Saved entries
□ □ □ □
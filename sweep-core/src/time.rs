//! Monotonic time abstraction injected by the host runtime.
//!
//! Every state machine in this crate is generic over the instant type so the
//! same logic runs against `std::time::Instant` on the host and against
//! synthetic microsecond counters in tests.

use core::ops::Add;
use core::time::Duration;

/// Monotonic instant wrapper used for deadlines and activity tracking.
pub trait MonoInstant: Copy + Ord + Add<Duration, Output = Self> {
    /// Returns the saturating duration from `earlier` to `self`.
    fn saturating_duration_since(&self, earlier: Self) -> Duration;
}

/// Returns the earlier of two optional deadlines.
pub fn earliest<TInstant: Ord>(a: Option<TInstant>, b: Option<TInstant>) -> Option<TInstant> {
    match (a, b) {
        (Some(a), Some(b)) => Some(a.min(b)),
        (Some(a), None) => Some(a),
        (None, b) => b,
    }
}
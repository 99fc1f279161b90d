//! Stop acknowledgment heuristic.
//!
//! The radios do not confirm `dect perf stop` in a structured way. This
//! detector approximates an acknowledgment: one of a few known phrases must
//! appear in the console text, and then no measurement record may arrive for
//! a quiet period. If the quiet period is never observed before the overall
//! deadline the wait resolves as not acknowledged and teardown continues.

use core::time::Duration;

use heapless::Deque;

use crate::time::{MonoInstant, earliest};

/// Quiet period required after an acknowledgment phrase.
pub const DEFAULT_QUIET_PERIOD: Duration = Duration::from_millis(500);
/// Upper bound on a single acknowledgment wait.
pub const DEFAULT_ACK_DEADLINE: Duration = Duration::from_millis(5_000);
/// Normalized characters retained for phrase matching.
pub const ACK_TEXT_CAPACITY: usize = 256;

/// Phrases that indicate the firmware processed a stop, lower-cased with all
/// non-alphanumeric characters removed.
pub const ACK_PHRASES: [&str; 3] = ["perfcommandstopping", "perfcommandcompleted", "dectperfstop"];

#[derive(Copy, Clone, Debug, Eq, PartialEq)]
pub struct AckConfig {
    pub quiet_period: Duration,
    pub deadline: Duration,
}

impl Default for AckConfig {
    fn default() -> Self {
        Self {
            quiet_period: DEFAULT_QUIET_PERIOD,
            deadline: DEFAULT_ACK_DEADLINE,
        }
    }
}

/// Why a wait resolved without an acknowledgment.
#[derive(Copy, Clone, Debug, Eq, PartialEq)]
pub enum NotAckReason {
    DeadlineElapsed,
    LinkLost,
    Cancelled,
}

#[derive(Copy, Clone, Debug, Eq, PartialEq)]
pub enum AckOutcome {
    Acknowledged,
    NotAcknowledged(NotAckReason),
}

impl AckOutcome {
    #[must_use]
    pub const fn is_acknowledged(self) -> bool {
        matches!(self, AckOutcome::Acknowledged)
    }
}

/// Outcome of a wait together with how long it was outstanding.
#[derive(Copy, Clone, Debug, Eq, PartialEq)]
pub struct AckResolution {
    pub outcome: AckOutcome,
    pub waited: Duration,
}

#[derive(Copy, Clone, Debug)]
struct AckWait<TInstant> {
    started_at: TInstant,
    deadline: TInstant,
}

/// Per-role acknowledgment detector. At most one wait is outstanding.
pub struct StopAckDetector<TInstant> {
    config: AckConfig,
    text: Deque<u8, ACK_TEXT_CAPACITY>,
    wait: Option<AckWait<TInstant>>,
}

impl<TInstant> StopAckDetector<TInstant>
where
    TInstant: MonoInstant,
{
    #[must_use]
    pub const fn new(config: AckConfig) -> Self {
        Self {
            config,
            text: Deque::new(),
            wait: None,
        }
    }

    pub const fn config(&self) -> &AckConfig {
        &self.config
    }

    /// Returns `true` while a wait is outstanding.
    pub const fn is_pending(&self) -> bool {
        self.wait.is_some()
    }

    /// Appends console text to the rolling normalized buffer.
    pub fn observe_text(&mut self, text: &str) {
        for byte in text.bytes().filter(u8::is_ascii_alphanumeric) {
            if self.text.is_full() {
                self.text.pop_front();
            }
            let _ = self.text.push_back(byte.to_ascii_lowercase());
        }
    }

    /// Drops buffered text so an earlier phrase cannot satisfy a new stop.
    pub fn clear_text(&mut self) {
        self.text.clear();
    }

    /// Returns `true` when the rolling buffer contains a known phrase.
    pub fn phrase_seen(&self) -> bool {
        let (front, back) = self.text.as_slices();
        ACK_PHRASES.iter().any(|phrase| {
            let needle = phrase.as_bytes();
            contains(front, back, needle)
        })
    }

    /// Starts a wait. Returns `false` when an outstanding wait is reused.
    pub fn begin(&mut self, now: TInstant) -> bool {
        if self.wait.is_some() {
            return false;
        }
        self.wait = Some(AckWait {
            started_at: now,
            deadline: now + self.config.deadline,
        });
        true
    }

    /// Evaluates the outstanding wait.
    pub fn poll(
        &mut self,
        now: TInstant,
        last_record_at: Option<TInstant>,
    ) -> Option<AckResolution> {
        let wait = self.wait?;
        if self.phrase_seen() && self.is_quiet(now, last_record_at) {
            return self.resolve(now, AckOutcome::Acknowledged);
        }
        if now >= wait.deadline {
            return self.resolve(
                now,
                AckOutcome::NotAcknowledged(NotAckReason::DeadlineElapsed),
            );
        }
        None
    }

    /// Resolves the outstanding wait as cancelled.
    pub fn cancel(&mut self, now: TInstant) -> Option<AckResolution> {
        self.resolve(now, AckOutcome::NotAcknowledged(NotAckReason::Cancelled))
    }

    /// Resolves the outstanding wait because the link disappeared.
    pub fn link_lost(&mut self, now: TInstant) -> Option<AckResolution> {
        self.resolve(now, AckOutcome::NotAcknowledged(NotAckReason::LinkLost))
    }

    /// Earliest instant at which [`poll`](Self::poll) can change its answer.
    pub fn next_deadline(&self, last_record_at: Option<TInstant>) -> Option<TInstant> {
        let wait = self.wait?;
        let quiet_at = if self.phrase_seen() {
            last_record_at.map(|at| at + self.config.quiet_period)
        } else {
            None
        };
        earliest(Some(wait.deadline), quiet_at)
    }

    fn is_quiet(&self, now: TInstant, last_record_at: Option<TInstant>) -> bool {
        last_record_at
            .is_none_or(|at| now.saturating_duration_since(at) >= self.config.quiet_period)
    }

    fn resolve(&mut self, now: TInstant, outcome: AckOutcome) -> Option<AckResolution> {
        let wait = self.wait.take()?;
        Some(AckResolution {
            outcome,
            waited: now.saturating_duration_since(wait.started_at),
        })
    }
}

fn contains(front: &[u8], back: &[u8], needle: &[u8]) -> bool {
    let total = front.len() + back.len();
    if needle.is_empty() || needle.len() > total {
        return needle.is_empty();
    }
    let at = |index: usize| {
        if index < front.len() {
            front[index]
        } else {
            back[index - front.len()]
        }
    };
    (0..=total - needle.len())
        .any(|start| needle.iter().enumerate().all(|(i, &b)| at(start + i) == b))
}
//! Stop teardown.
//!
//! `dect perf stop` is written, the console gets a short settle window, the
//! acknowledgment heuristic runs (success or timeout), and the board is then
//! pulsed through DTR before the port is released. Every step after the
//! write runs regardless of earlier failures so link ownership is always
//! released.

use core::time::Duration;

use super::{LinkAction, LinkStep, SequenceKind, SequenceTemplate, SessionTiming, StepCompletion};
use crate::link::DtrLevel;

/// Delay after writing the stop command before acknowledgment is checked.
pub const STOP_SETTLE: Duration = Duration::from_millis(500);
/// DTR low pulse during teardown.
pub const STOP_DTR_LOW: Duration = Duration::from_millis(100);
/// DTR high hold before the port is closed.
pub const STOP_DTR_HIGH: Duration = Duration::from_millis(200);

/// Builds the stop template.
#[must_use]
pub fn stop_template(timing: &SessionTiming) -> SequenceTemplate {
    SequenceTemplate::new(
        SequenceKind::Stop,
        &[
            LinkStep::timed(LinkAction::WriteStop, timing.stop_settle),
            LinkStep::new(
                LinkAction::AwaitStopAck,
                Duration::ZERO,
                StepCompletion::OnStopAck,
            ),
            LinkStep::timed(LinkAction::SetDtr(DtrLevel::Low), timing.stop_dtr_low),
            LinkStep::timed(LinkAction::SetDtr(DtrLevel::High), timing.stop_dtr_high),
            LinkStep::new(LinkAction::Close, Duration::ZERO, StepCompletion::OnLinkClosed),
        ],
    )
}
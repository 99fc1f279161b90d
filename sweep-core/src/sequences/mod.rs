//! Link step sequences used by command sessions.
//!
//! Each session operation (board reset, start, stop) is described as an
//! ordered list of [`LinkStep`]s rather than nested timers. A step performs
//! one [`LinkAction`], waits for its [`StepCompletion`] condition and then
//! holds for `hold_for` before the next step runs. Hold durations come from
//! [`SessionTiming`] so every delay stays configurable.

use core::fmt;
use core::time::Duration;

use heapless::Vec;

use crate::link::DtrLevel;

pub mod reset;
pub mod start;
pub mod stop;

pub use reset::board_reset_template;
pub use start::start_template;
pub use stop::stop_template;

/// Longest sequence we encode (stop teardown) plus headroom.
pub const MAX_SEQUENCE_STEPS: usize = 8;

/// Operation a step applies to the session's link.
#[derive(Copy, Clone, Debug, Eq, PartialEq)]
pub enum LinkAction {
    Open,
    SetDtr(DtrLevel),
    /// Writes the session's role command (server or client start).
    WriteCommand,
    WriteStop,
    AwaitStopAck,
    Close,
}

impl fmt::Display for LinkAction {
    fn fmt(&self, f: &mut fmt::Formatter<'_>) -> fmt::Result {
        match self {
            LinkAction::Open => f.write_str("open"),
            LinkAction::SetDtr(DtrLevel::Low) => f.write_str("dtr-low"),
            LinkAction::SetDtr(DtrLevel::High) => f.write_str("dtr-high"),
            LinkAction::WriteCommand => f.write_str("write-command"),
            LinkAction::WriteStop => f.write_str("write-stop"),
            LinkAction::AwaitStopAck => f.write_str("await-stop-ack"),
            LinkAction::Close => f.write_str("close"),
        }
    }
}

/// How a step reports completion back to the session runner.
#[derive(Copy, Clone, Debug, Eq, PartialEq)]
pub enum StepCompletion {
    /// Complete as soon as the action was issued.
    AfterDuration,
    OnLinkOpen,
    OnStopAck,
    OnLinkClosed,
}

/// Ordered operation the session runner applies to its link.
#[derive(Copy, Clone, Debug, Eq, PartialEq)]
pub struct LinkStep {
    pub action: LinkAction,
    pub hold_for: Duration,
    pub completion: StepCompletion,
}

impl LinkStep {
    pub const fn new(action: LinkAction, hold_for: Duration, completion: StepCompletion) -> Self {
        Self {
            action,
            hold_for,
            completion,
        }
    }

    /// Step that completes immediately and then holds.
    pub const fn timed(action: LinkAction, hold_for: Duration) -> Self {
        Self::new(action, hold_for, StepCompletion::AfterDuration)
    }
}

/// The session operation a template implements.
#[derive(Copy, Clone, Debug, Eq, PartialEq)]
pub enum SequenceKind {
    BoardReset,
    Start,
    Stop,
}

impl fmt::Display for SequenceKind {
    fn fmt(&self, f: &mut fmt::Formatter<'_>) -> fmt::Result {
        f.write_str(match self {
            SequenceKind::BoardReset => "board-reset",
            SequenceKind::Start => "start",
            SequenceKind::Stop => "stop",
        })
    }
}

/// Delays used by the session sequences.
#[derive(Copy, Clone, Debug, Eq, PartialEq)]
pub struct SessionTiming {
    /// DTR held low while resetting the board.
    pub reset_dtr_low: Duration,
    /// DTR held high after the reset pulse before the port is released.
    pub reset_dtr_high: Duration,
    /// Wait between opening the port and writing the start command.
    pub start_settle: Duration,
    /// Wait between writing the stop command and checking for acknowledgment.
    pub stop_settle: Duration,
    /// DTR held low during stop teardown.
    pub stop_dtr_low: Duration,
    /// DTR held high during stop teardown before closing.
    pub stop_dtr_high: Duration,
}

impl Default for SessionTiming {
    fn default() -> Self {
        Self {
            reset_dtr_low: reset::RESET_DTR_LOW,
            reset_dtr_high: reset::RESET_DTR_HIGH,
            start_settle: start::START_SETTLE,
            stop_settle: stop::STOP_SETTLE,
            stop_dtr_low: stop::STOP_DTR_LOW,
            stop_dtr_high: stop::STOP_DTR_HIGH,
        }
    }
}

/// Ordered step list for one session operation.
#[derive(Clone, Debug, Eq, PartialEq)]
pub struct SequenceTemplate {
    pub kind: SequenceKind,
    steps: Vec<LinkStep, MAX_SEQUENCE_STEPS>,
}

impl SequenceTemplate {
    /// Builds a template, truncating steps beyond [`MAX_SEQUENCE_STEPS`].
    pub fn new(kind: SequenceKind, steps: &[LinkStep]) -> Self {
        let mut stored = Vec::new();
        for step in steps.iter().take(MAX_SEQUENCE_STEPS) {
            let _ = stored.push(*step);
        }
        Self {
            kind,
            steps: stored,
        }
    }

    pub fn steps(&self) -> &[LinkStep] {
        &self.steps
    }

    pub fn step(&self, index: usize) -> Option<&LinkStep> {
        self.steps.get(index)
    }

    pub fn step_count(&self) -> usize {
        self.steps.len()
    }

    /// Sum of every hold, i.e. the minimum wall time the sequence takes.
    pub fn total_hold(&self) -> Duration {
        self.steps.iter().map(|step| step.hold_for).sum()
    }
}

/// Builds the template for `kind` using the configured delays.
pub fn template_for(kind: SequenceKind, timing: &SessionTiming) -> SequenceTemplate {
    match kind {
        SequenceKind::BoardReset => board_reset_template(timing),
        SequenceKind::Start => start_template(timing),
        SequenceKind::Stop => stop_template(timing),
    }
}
□ □ □ □
• **What to produce**:
Take every line above that includes the string "held" and return it.

• **Response area**:
    /// DTR held low while resetting the board.
    /// DTR held high after the reset pulse before the port is released.
    /// DTR held low during stop teardown.
    /// DTR held high during stop teardown before closing.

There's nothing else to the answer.